Tous les hommes ne sont pas égaux face au cancer de la prostate et certaines populations nécessitent une approche particulière. C’est le cas notamment des sujets jeunes, comme l’a expliqué le Dr Arthur Peyrottes (hôpital Saint-Louis, Paris) lors du congrès.
Les sujets jeunes plus exposés
La question de savoir ce qu'est un sujet « jeune » lorsqu'on parle du cancer de la prostate reste complexe. En France, le diagnostic est posé à un âge médian de 69 ans. Le risque de développer un cancer de la prostate augmente avec l'âge. « Si, chez les moins de 30 ans, le risque est d’environ 5 %, il atteint près de 60 % après 79 ans », souligne le Dr Peyrottes. Sur cette base, « la notion d'“âge jeune” reste floue, se situant quelque part entre 30 et 45-50 ans ». En se référant aux principales études sur le dépistage, telles PLCO ou ERPC, il est possible de donner une réponse plus précise. Pour le Dr Peyrottes, ces études suggèrent que l'âge de début du dépistage, souvent entre 45 et 50 ans, peut être considéré comme une référence pour définir ce qu'est un « sujet jeune » dans le cadre du cancer de la prostate.
Ces patients « ont un plus fort risque de développer des formes agressives de la maladie. Il existe également une probabilité plus élevée qu'ils aient une histoire clinique particulière ou un syndrome oncogénétique prédisposant sous-jacent, ce qui peut influencer le pronostic », explique l’urologue.
Par conséquent, « vu leur jeune âge, ces hommes requièrent une approche thérapeutique équilibrée entre une efficacité maximale et des effets indésirables minimaux ». En attendant une littérature plus robuste mais déjà prometteuse sur l’efficacité oncologique des traitements focaux dans cette population particulière, deux interventions thérapeutiques standards sont disponibles : la prostatectomie et la radiothérapie. En cas de prostatectomie, dans le cas d’une maladie agressive chez un patient jeune, la question se pose de savoir s'il est pertinent de proposer une intensification médicamenteuse périopératoire. « C’est un espoir chez ces hommes jeunes qui pourraient être de bons candidats », estime le Dr Peyrottes. Deux essais sont en cours, dont l’étude Proteus qui compare une stratégie associant, en périopératoire, hormonothérapie de 1re génération + apalutamide (inhibiteur sélectif du récepteur aux androgènes) versus hormonothérapie de 1re génération + placebo. Un autre essai, français, Sugar, étudie l'impact du darolutamide avant et après chirurgie.

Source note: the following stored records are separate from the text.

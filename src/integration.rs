//! Integration branch management
//!
//! An integration branch batches several merge requests for one epic;
//! the batch reaches main as a single atomic no-fast-forward merge when
//! the epic is landed. The resolved branch name and base are persisted
//! as metadata fields on the epic itself.

use crate::config::MergeQueueConfig;
use crate::error::{Error, Result};
use crate::gate::run_gates;
use crate::git::GitOps;
use crate::store::fields::{mr_from_issue, parse_fields, set_fields, DEFAULT_TARGET};
use crate::store::{IssueStore, ListOptions, UpdateOptions, MR_LABEL};
use crate::types::{CloseReason, MergeRequest, MrStatus};
use regex::Regex;
use std::path::PathBuf;
use std::sync::Arc;
use std::sync::OnceLock;
use tracing::{info, warn};

/// Metadata field on an epic naming its integration branch.
const BRANCH_FIELD: &str = "integration_branch";

/// Metadata field on an epic naming the branch the batch merges into.
const BASE_FIELD: &str = "integration_base";

/// Git refuses these; we refuse them earlier with a better message.
fn invalid_chars() -> &'static Regex {
    static RE: OnceLock<Regex> = OnceLock::new();
    RE.get_or_init(|| Regex::new(r"[~^:\s\\?*\[]|\.\.|@\{").expect("static pattern"))
}

/// Validate a candidate integration branch name.
pub fn validate_branch_name(name: &str) -> Result<()> {
    let reject = |detail: &str| {
        Err(Error::Config(format!("invalid branch name {name:?}: {detail}")))
    };
    if name.is_empty() {
        return reject("empty");
    }
    if name.len() > 200 {
        return reject("longer than 200 characters");
    }
    if invalid_chars().is_match(name) {
        return reject("contains characters git refs forbid");
    }
    if name.ends_with(".lock") {
        return reject("ends with .lock");
    }
    if name.starts_with('/') || name.ends_with('/') || name.starts_with('.') || name.ends_with('.')
    {
        return reject("leading or trailing '/' or '.'");
    }
    if name.contains("//") {
        return reject("contains //");
    }
    Ok(())
}

/// Resolve a branch name template.
///
/// Recognized variables: `{epic}` (full epic ID), `{prefix}` (epic ID up
/// to the first `-`), `{user}`.
#[must_use]
pub fn resolve_branch_name(template: &str, epic: &str, user: &str) -> String {
    let prefix = epic.split('-').next().unwrap_or(epic);
    template
        .replace("{epic}", epic)
        .replace("{prefix}", prefix)
        .replace("{user}", user)
}

/// Options for landing an integration branch
#[derive(Debug, Clone, Copy, Default)]
pub struct LandOptions {
    /// Bypass the open-merge-request and open-children checks
    pub force: bool,
    /// Skip the gate pipeline on the merged result
    pub skip_tests: bool,
    /// Perform read-only checks and report the plan without mutating
    pub dry_run: bool,
}

/// What landing did (or would do)
#[derive(Debug, Clone)]
pub enum LandOutcome {
    /// Dry run: the steps that would have been performed
    DryRun {
        /// Human-readable plan lines
        plan: Vec<String>,
    },
    /// The branch was merged (or found already merged) and cleaned up
    Landed {
        /// SHA of the merge commit; `None` when already merged
        merge_commit: Option<String>,
        /// The branch was already an ancestor of the base
        already_merged: bool,
    },
}

/// Point-in-time report on an integration branch
#[derive(Debug, Clone)]
pub struct IntegrationStatus {
    /// Epic the branch belongs to
    pub epic: String,
    /// Integration branch name
    pub branch: String,
    /// Branch the batch merges into
    pub base: String,
    /// Author date of the first commit unique to the branch
    pub created: Option<String>,
    /// Commits ahead of the base
    pub commits_ahead: u32,
    /// Merge requests already merged into the branch
    pub merged: Vec<MergeRequest>,
    /// Merge requests still pending against the branch
    pub pending: Vec<MergeRequest>,
    /// Total children of the epic
    pub children_total: usize,
    /// Closed children of the epic
    pub children_closed: usize,
    /// Whether the branch is ready to land
    pub ready: bool,
    /// Whether policy would land it automatically
    pub auto_land: bool,
}

/// Manager for epic-scoped integration branches
pub struct IntegrationManager {
    store: Arc<dyn IssueStore>,
    git: Arc<dyn GitOps>,
    config: MergeQueueConfig,
    workdir: PathBuf,
    user: String,
}

impl IntegrationManager {
    /// Create a manager operating on the given working tree.
    pub fn new(
        store: Arc<dyn IssueStore>,
        git: Arc<dyn GitOps>,
        config: MergeQueueConfig,
        workdir: impl Into<PathBuf>,
        user: impl Into<String>,
    ) -> Self {
        Self {
            store,
            git,
            config,
            workdir: workdir.into(),
            user: user.into(),
        }
    }

    async fn epic(&self, epic_id: &str) -> Result<crate::store::Issue> {
        let issue = self
            .store
            .show(epic_id)
            .await
            .map_err(|_| Error::EpicNotFound(epic_id.to_string()))?;
        let is_epic =
            issue.issue_type == "epic" || issue.labels.iter().any(|l| l == "gt:epic");
        if !is_epic {
            return Err(Error::EpicNotFound(format!(
                "{epic_id} is not an epic (type {})",
                issue.issue_type
            )));
        }
        Ok(issue)
    }

    /// Create an integration branch for an epic.
    ///
    /// Resolves the name from the rig's template (or an override),
    /// branches from the base on origin, pushes, and records the branch
    /// on the epic. Refuses to overwrite existing metadata unless forced.
    pub async fn create(
        &self,
        epic_id: &str,
        template_override: Option<&str>,
        force: bool,
    ) -> Result<String> {
        let epic = self.epic(epic_id).await?;
        let fields = parse_fields(&epic.description);
        if let Some(existing) = fields.get(BRANCH_FIELD) {
            if !force {
                return Err(Error::Integration {
                    epic: epic_id.to_string(),
                    detail: format!("already has integration branch {existing} (use --force)"),
                });
            }
        }

        let template = template_override
            .unwrap_or(&self.config.integration_branch_template);
        let name = resolve_branch_name(template, epic_id, &self.user);
        validate_branch_name(&name)?;
        let base = DEFAULT_TARGET;

        self.git.fetch().await?;
        self.git
            .create_branch_from(&name, &format!("origin/{base}"))
            .await?;
        if let Err(e) = self.git.push(&name, false).await {
            // leave no half-created local branch behind
            if let Err(del) = self.git.delete_branch(&name).await {
                warn!(branch = %name, error = %del, "could not clean up local branch");
            }
            return Err(e);
        }

        let description = set_fields(
            &epic.description,
            &[(BRANCH_FIELD, &name), (BASE_FIELD, base)],
        );
        self.store
            .update(
                epic_id,
                &UpdateOptions {
                    description: Some(description),
                    ..Default::default()
                },
            )
            .await?;
        info!(epic = epic_id, branch = %name, "integration branch created");
        Ok(name)
    }

    async fn branch_metadata(&self, epic: &crate::store::Issue) -> Result<(String, String)> {
        let fields = parse_fields(&epic.description);
        let branch = fields.get(BRANCH_FIELD).cloned().ok_or_else(|| {
            Error::Integration {
                epic: epic.id.clone(),
                detail: "no integration branch recorded".to_string(),
            }
        })?;
        let base = fields
            .get(BASE_FIELD)
            .cloned()
            .unwrap_or_else(|| DEFAULT_TARGET.to_string());
        Ok((branch, base))
    }

    /// Merge requests targeting a branch, split into (merged, pending).
    async fn partition_mrs(
        &self,
        branch: &str,
    ) -> Result<(Vec<MergeRequest>, Vec<MergeRequest>)> {
        let issues = self
            .store
            .list(&ListOptions {
                status: Some("all".to_string()),
                label: Some(MR_LABEL.to_string()),
                ..Default::default()
            })
            .await?;
        let mut merged = Vec::new();
        let mut pending = Vec::new();
        for mr in issues.iter().map(mr_from_issue) {
            if mr.target != branch {
                continue;
            }
            if mr.status == MrStatus::Closed {
                if mr.close_reason == Some(CloseReason::Merged) {
                    merged.push(mr);
                }
                // rejected/superseded MRs count for neither side
            } else {
                pending.push(mr);
            }
        }
        Ok((merged, pending))
    }

    /// Land an integration branch: one atomic no-fast-forward merge of
    /// the whole batch into the base, then cleanup.
    pub async fn land(&self, epic_id: &str, opts: LandOptions) -> Result<LandOutcome> {
        let epic = self.epic(epic_id).await?;
        let (branch, base) = self.branch_metadata(&epic).await?;
        let (_, pending) = self.partition_mrs(&branch).await?;

        if !pending.is_empty() && !opts.force {
            let names: Vec<&str> = pending.iter().map(|m| m.id.as_str()).collect();
            return Err(Error::Integration {
                epic: epic_id.to_string(),
                detail: format!(
                    "{} merge request(s) still pending against {branch}: {} (use --force)",
                    pending.len(),
                    names.join(", ")
                ),
            });
        }

        let open_children = self.open_children(&epic).await?;
        if !open_children.is_empty() && !opts.force {
            return Err(Error::Integration {
                epic: epic_id.to_string(),
                detail: format!(
                    "{} child issue(s) still open: {} (use --force)",
                    open_children.len(),
                    open_children.join(", ")
                ),
            });
        }

        if opts.dry_run {
            let mut plan = vec![
                format!("merge {branch} into {base} (no fast-forward)"),
            ];
            if !opts.skip_tests && !self.config.gate_set().is_empty() {
                plan.push(format!("run gates on {base}"));
            }
            plan.push(format!("push {base}"));
            plan.push(format!("close epic {epic_id}"));
            plan.push(format!("delete branch {branch} (remote and local)"));
            return Ok(LandOutcome::DryRun { plan });
        }

        self.git.fetch().await?;
        let branch_ref = format!("origin/{branch}");
        let base_ref = format!("origin/{base}");

        // landing twice is a no-op: skip straight to cleanup
        if self.git.is_ancestor(&branch_ref, &base_ref).await? {
            info!(epic = epic_id, branch = %branch, "already landed, cleaning up");
            self.cleanup(epic_id, &branch).await;
            return Ok(LandOutcome::Landed {
                merge_commit: None,
                already_merged: true,
            });
        }
        if self.git.diff_empty(&branch_ref, &base_ref).await? {
            return Err(Error::Integration {
                epic: epic_id.to_string(),
                detail: format!("merging {branch} into {base} would be empty"),
            });
        }

        self.git.checkout(&base).await?;
        self.git.reset_hard(&base_ref).await?;
        let message = format!("Merge {branch}: {}\n\nEpic: {epic_id}", epic.title);
        if let Err(e) = self.git.merge_no_ff(&branch_ref, &message).await {
            if let Err(abort) = self.git.abort_merge().await {
                warn!(error = %abort, "could not abort merge");
            }
            return Err(Error::Integration {
                epic: epic_id.to_string(),
                detail: format!("merge of {branch} into {base} conflicted: {e}"),
            });
        }

        if !opts.skip_tests {
            let gates = self.config.gate_set();
            let pipeline = run_gates(&gates, self.config.gates_parallel, &self.workdir).await;
            if !pipeline.passed {
                self.git.reset_hard(&base_ref).await?;
                return Err(Error::GateFailure {
                    mr: epic_id.to_string(),
                    detail: pipeline
                        .error
                        .unwrap_or_else(|| "gates failed".to_string()),
                    tests_failed: pipeline.tests_failed,
                });
            }
        }

        self.git.push(&base, false).await?;
        let merge_commit = self.git.rev("HEAD").await.ok();
        self.cleanup(epic_id, &branch).await;
        info!(epic = epic_id, branch = %branch, "integration branch landed");
        Ok(LandOutcome::Landed {
            merge_commit,
            already_merged: false,
        })
    }

    /// Close the epic, then delete the branch. Ordering matters: if
    /// deletion fails the epic is still closed and a re-run reaches the
    /// idempotent cleanup path again.
    async fn cleanup(&self, epic_id: &str, branch: &str) {
        if let Err(e) = self
            .store
            .close_with_reason(epic_id, &format!("landed: {branch}"))
            .await
        {
            warn!(epic = epic_id, error = %e, "could not close epic");
        }
        if let Err(e) = self.git.delete_remote_branch(branch).await {
            warn!(branch, error = %e, "could not delete remote branch");
        }
        match self.git.branch_exists(branch).await {
            Ok(true) => {
                if let Err(e) = self.git.delete_branch(branch).await {
                    warn!(branch, error = %e, "could not delete local branch");
                }
            }
            Ok(false) => {}
            Err(e) => warn!(branch, error = %e, "could not check local branch"),
        }
    }

    async fn open_children(&self, epic: &crate::store::Issue) -> Result<Vec<String>> {
        let mut open = Vec::new();
        for child in &epic.children {
            let issue = self.store.show(child).await?;
            if MrStatus::parse(&issue.status) != MrStatus::Closed {
                open.push(child.clone());
            }
        }
        Ok(open)
    }

    /// Report on an epic's integration branch.
    pub async fn status(&self, epic_id: &str) -> Result<IntegrationStatus> {
        let epic = self.epic(epic_id).await?;
        let (branch, base) = self.branch_metadata(&epic).await?;
        let (merged, pending) = self.partition_mrs(&branch).await?;

        let branch_ref = format!("origin/{branch}");
        let base_ref = format!("origin/{base}");
        let commits_ahead = self.git.commits_ahead(&branch_ref, &base_ref).await?;
        let created = self
            .git
            .branch_created_date(&branch_ref, &base_ref)
            .await
            .unwrap_or_default();

        let children_total = epic.children.len();
        let children_closed = children_total - self.open_children(&epic).await?.len();
        let ready = commits_ahead > 0
            && children_total > 0
            && children_closed == children_total
            && pending.is_empty();

        Ok(IntegrationStatus {
            epic: epic_id.to_string(),
            branch,
            base,
            created,
            commits_ahead,
            merged,
            pending,
            children_total,
            children_closed,
            ready,
            auto_land: self.config.integration_auto_land,
        })
    }
}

Le poids de l’histoire familiale
Autre population spécifique : les hommes présentant un haut risque de cancer de la prostate (risque supérieur à 25 % au cours de la vie). Il s’agit de ceux ayant des antécédents familiaux, une ascendance afro-antillaise ou porteurs de mutations germinales pour des gènes favorisant le cancer de la prostate (ATM, BRCA1, BRCA2, CHEK2, HOXB13, MSH2, PALB2). Comme l’a souligné le Pr Romain Mathieu (service d'urologie, CHU Pontchaillou, Rennes), « les hommes concernés sont plus nombreux qu’on ne le croit : jusqu'à 57 % des hommes avec un cancer de la prostate ont des antécédents familiaux (plus de 90 % en Guadeloupe) et une proportion importante en Île-de-France sont d'origine afro-antillaise, tandis que 11-12 % des patients présentant des métastases au diagnostic et près de 5 % pour les formes localisées sont porteurs de mutations génétiques associées à la maladie ». L’histoire familiale est un facteur déterminant de cancer de la prostate, avec un odds ratio variant de 1,2 à 8,4 selon les études. Le risque augmente selon le degré de parenté et la gravité du cancer chez les hommes apparentés au 1er ou au 2nd degré. De plus, concernant l’ascendance afro-antillaise, le risque de diagnostic de cancer de la prostate passe de 13 % chez les hommes à la peau blanche à 29 % chez ceux ayant une peau noire. Enfin, des mutations BRCA2 confèrent un risque relatif de 2,64, contre 1,35 pour BRCA1, 3,25 pour HoxB13, 4,4 pour ATM ou 3,62 pour MSH.
Le risque de cancer agressif est également plus important dans ces populations. Par exemple, en cas de mutation du gène BRCA2, la probabilité de score de Gleason > 6 est de 63 % contre 27 % en population générale. Et plus l’histoire familiale de cancer de la prostate est significative, plus le risque de développer un cancer de haut grade est important.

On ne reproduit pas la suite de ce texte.